Postado emNotícias / Crise Climática

As mais recentes diretrizes para o enfrentamento da mudança do clima

Milharal afetado por estiagem no Rio Grande do Sul, em janeiro deste ano. Foto: Gustavo Mansur | Palácio Piratini

por Meghie Rodrigues | Revista Pesquisa FAPESP

Relatório do IPCC sobre a adaptação ao aquecimento global enfatiza a urgência de ação rápida e coordenada para evitar o pior cenário.


Existe um prazo para a adaptação à mudança do clima, e ele está bem próximo. Essa foi a tônica da parte mais recente do sexto relatório do Painel Intergovernamental sobre Mudanças Climáticas (IPCC), lançado segunda-feira (28/2). O relatório avaliou dezenas de milhares de espécies e concluiu que, se houver um aumento de 3 graus Celsius (°C) na temperatura global acima dos níveis pré-industriais, uma em cada três delas corre risco de extinção em ecossistemas terrestres.

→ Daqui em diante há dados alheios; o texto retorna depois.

//! Rule sets and the validation engine
//!
//! Rules mirror the shape of the value store: each field maps to either a
//! scalar rule or a `ListOf` rule holding per-subfield rules that run once
//! for every item of a list field. Evaluation is a pure function of the
//! rule set and the values.

use std::collections::BTreeMap;
use std::fmt;
use std::sync::Arc;

use super::errors::{ErrorStore, FieldError, ItemErrors};
use super::path::FieldPath;
use super::value::{FieldValue, ListItem, ValueStore, NULL_VALUE};

/// Signature of a scalar rule: (field value, whole value store) -> error
pub type ScalarRuleFn = dyn Fn(&FieldValue, &ValueStore) -> Option<FieldError> + Send + Sync;

#[derive(Clone)]
pub enum Rule {
    Scalar(Arc<ScalarRuleFn>),
    ListOf(BTreeMap<String, Rule>),
}

impl fmt::Debug for Rule {
    fn fmt(&self, f: &mut fmt::Formatter<'_>) -> fmt::Result {
        match self {
            Rule::Scalar(_) => f.write_str("Scalar(..)"),
            Rule::ListOf(rules) => f.debug_tuple("ListOf").field(rules).finish(),
        }
    }
}

impl Rule {
    /// Wrap a closure returning any error-like payload
    pub fn scalar<F, E>(rule: F) -> Self
    where
        F: Fn(&FieldValue, &ValueStore) -> Option<E> + Send + Sync + 'static,
        E: Into<FieldError>,
    {
        Rule::Scalar(Arc::new(
            move |value: &FieldValue, values: &ValueStore| -> Option<FieldError> {
                rule(value, values).map(Into::into)
            },
        ))
    }

    pub fn list_of<K, I>(rules: I) -> Self
    where
        K: Into<String>,
        I: IntoIterator<Item = (K, Rule)>,
    {
        Rule::ListOf(rules.into_iter().map(|(k, r)| (k.into(), r)).collect())
    }

    /// Evaluate against one value; `root` is always the whole store
    fn evaluate(&self, value: &FieldValue, root: &ValueStore) -> Option<FieldError> {
        match self {
            Rule::Scalar(rule) => rule(value, root).and_then(FieldError::pruned),
            Rule::ListOf(rules) => {
                let list = value.as_list()?;
                let items = list
                    .iter()
                    .map(|item| evaluate_item(rules, item, root))
                    .collect();
                FieldError::Items(items).pruned()
            }
        }
    }
}

fn evaluate_item(rules: &BTreeMap<String, Rule>, item: &ListItem, root: &ValueStore) -> ItemErrors {
    rules
        .iter()
        .filter_map(|(subfield, rule)| {
            let value = item.get(subfield).unwrap_or(&NULL_VALUE);
            rule.evaluate(value, root)
                .map(|error| (subfield.clone(), error))
        })
        .collect()
}

/// Mapping from field name to rule
#[derive(Debug, Clone, Default)]
pub struct RuleSet {
    rules: BTreeMap<String, Rule>,
}

impl RuleSet {
    pub fn new() -> Self {
        Self::default()
    }

    /// Builder-style insert
    pub fn with(mut self, field: impl Into<String>, rule: Rule) -> Self {
        self.rules.insert(field.into(), rule);
        self
    }

    pub fn get(&self, field: &str) -> Option<&Rule> {
        self.rules.get(field)
    }

    pub fn iter(&self) -> impl Iterator<Item = (&str, &Rule)> {
        self.rules.iter().map(|(k, r)| (k.as_str(), r))
    }

    pub fn len(&self) -> usize {
        self.rules.len()
    }

    pub fn is_empty(&self) -> bool {
        self.rules.is_empty()
    }
}

impl<K: Into<String>> FromIterator<(K, Rule)> for RuleSet {
    fn from_iter<I: IntoIterator<Item = (K, Rule)>>(iter: I) -> Self {
        Self {
            rules: iter.into_iter().map(|(k, r)| (k.into(), r)).collect(),
        }
    }
}

/// Result of validating every field with a rule
#[derive(Debug, Clone, PartialEq)]
pub struct ValidationResult {
    pub errors: ErrorStore,
    pub has_errors: bool,
}

/// Result of validating a single field path
#[derive(Debug, Clone, PartialEq)]
pub struct FieldValidation {
    pub valid: bool,
    pub error: Option<FieldError>,
}

/// Run every rule. Fields without a rule are never validated.
pub fn validate_all(rules: &RuleSet, values: &ValueStore) -> ValidationResult {
    let mut errors = ErrorStore::new();
    for (field, rule) in rules.iter() {
        let value = values.get(field).unwrap_or(&NULL_VALUE);
        if let Some(error) = rule.evaluate(value, values) {
            errors.set(&FieldPath::field(field), error);
        }
    }
    let has_errors = !errors.is_empty();
    tracing::debug!(
        rules = rules.len(),
        invalid_fields = errors.len(),
        "validated form"
    );
    ValidationResult { errors, has_errors }
}

/// Run the single rule addressed by `path`, resolving one level of list
/// items for item paths.
pub fn validate_field(path: &FieldPath, rules: &RuleSet, values: &ValueStore) -> FieldValidation {
    let error = match path {
        FieldPath::Field(name) => rules
            .get(name)
            .and_then(|rule| rule.evaluate(values.get(name).unwrap_or(&NULL_VALUE), values)),
        FieldPath::Item {
            field,
            index,
            subfield,
        } => match rules.get(field) {
            Some(Rule::ListOf(item_rules)) => item_rules.get(subfield).and_then(|rule| {
                let item = values.get_list(field)?.get(*index)?;
                rule.evaluate(item.get(subfield).unwrap_or(&NULL_VALUE), values)
            }),
            _ => None,
        },
    };
    FieldValidation {
        valid: error.is_none(),
        error,
    }
}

O cenário não é muito melhor para a humanidade. Metade da população global – ou entre 3,3 bilhões e 3,6 bilhões de pessoas – vive em condições de alta vulnerabilidade em relação à maior intensidade e frequência de eventos extremos, com impactos profundos para essas populações, como aconteceu nas inundações recentes em Petrópolis, no Rio de Janeiro. Ao mesmo tempo, secas diminuem a água disponível para agricultura, uso doméstico e geração de energia, por exemplo.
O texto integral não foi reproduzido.